A particularity of this [submarine cable] network is that it tends to reproduce the existing territorial organization of maritime ports, rather than invent new ones, although we can notice some exceptions however, the Emirate of Fujairah, for instance, appears to be a major connection point between Europe, the Middle East and Asia, despite being a relatively small city/region (152,000 inhabitants). This leads us to the specific region of the Middle East and, in particular the Suez Canal that appears as being as important in its digital communication than it has been and continues to be for fret transportation. The same can be said (although to a lesser degree) about the Straight of Hormuz that remains a determining strategic corridor of water between Iran, Oman and the United Arab Emirates.
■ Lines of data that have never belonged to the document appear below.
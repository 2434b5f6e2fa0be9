use criterion::{BenchmarkId, Criterion, black_box, criterion_group, criterion_main};
use plainword::{
    BaseVocabulary, Cutoff, EffectiveSubset, Glossary, classify, highlight, normalize,
};

fn base_vocabulary() -> BaseVocabulary {
    BaseVocabulary::from_words((0..1000).map(|idx| format!("common{idx}")))
        .expect("synthetic base words are valid")
}

fn glossary() -> Glossary {
    Glossary::new(
        (0..248)
            .map(|idx| vec![format!("term{idx}"), format!("term{idx}s")])
            .collect(),
    )
}

fn sample_text(words: usize) -> String {
    (0..words)
        .map(|idx| match idx % 4 {
            0 => format!("Common{}'s", idx % 1000),
            1 => format!("term{}-common{}", idx % 300, idx % 7),
            2 => format!("unknown{idx}."),
            _ => format!("TERM{}S,", idx % 248),
        })
        .collect::<Vec<_>>()
        .join(" ")
}

fn bench_normalize(c: &mut Criterion) {
    const TOKENS: &[&str] = &["dog's", "Well-Known", "\"Quarks,\"", "boss's's"];
    for &token in TOKENS {
        c.bench_with_input(BenchmarkId::new("normalize", token), &token, |b, &token| {
            b.iter(|| black_box(normalize(token)));
        });
    }
}

fn bench_classify(c: &mut Criterion) {
    let base = base_vocabulary();
    let glossary = glossary();
    let subset = EffectiveSubset::of(&glossary, Cutoff::default());
    c.bench_function("classify::allowed_and_flagged", |b| {
        b.iter(|| {
            black_box(classify("common500", &subset, &base));
            black_box(classify("term247s", &subset, &base));
            black_box(classify("photosynthesis", &subset, &base));
        });
    });
}

fn bench_highlight(c: &mut Criterion) {
    let base = base_vocabulary();
    let glossary = glossary();
    for &(words, cutoff) in &[(500usize, 248i64), (3000, 248), (3000, 20)] {
        let text = sample_text(words);
        let subset = EffectiveSubset::of(&glossary, Cutoff::new(cutoff));
        let label = format!("{words}_words_cutoff_{cutoff}");
        c.bench_with_input(BenchmarkId::new("highlight", label), &text, |b, text| {
            b.iter(|| {
                let annotated = highlight(text, &subset, &base);
                black_box(annotated.render_html());
            });
        });
    }
}

criterion_group!(benches, bench_normalize, bench_classify, bench_highlight);
criterion_main!(benches);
On January 27, 2011, Hosni Mubarak’s government ordered the five Egyptian Internet providers to shut down the totality of the network on the Egyptian territory, following three days of massive protests around the country that will eventually force him to step down two weeks later. This shutdown did not seem to affect the countries for which Suez is a relay — it seems that it did not even affect the Egyptian stock exchange’s network, even though the latter closed on the 27th, only to reopen two months later. However, these countries have been strongly affected twice in2008 and in 2011, when damages to the submarine cables (FLAG FEA, GO-1, SEA-ME-WE 3, and SEA-ME-WE 4) successively near Alexandria and in the Suez Canal itself significantly decreased the internet efficiency of about 100 million people in Middle Eastern and Asian countries. In a text entitled “Internet est maritime : les enjeux des câbles sous-marins,” (Internet Is Maritime: The Submarine Cables at Stake, in Revue internationale et stratégique 3/2014), Armand Colin describes how some countries rely on the fragility of their own network to ensure the ability to control it. Syria, for example, only has one point of entry, in Tartus, for the four submarine Internet cables that connect it to the world. In November 2012 and May 2013, the country experienced several days of shutdown, which was suspected to be of the Assad government’s doing in its handling of the civil war.